Located in the Loja province, Saraguro is a hidden village marked by mountainous beauty and traditional culture.
It’s set in the Southern region of Ecuador and is nestled among the rolling green hills of the Andes.
You’re likely to feel as if you’ve stumbled upon a secret here, although I will say that it has steadily become a more popular tourist destination in recent years.
Saraguro is an iconic Ecuadorian canton for its rich preserved heritage. It’s home to an authentic Indigenous community known for its many grand traditions.
Most people seem to think that the Incans are the only ancient peoples of Ecuador, but actually, there were a lot of other ethnic groups living here before the Inca and many that continue to thrive today.
The Saraguros are one significant example of such communities being able to successfully preserve unique customs and a way of life after surviving the Spanish conquest.
Every Indigenous group in Ecuador has very specific clothing.
In Saraguro you will see the people of the Kichwa nation dressed all in black wool. This is to represent their longstanding mourning for the last Incan empire of the Atahualpa.
Their most distinctive accessory is likely their white hats with wide brims and large black spots decorating them underneath.
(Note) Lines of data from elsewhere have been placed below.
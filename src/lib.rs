//! # SeqComb - Lazy Sequence Combinator Library
//!
//! Composable, lazily evaluated sequences built on a pull-based cursor protocol.
//!
//! A [`Sequence`] is a re-iterable description of a computation: chaining
//! [`select`](Sequence::select), [`filter`](Sequence::filter),
//! [`skip`](Sequence::skip), [`take`](Sequence::take) or
//! [`flat`](Sequence::flat) only composes cursor factories. Elements are
//! pulled one at a time through the whole chain when a terminal operation
//! ([`count`](Sequence::count), [`to_list`](Sequence::to_list)) or a
//! for-loop drives a fresh [`Cursor`]. The library emphasizes:
//!
//! - **Laziness**: No element is evaluated before a traversal asks for it
//! - **Re-iterability**: Every traversal gets its own cursor chain
//! - **Minimal lookahead**: Only filter and flatten buffer, and only one step
//! - **Fail-fast**: Panics in user closures propagate to the caller untouched
//!
//! ```rust
//! use seqcomb::sequence;
//!
//! let numbers = sequence![1, 2, 3, 4, 5];
//!
//! assert_eq!(numbers.filter(|x| x % 2 == 0).to_list(), vec![2, 4]);
//! assert_eq!(numbers.skip(2).take(2).to_list(), vec![3, 4]);
//! assert_eq!(numbers.flat(|x| [x, x]).count(), 10);
//! ```

pub mod cursor;
pub mod cursors;
pub mod error;
pub mod filter;
pub mod flatten;
pub mod map;
pub mod sequence;
pub mod skip;
pub mod take;

#[cfg(test)]
mod testing;

pub use cursor::{BoxCursor, Cursor, CursorIter};
pub use cursors::{ArrayCursor, IterCursor, SliceCursor};
pub use error::SequenceError;
pub use filter::{FilterCursor, FilterExt};
pub use flatten::{FlattenCursor, FlattenExt};
pub use map::{MapCursor, MapExt};
pub use sequence::Sequence;
pub use skip::{SkipExt, SkippedCursor};
pub use take::{BoundedCursor, TakeExt};

/// Build a [`Sequence`] from a literal list of elements
///
/// `sequence![]` is the empty sequence.
#[macro_export]
macro_rules! sequence {
    () => {
        $crate::Sequence::empty()
    };
    ($($element:expr),+ $(,)?) => {
        $crate::Sequence::of(::std::vec![$($element),+])
    };
}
Many ancestral beliefs have been carefully maintained within the culture of Saraguro, ranging from religious practices to more mythical legends.
Attending daily services at the local church is a regular and revered custom within the community. Treasured stories and proverbs have been passed down and preserved carefully for centuries as well.
You can see the Saraguro culture reflected in their music and dance as well as the elaborate woven beaded artwork.
These are a people that are proud of their heritage and are widely considered to be warm and welcoming.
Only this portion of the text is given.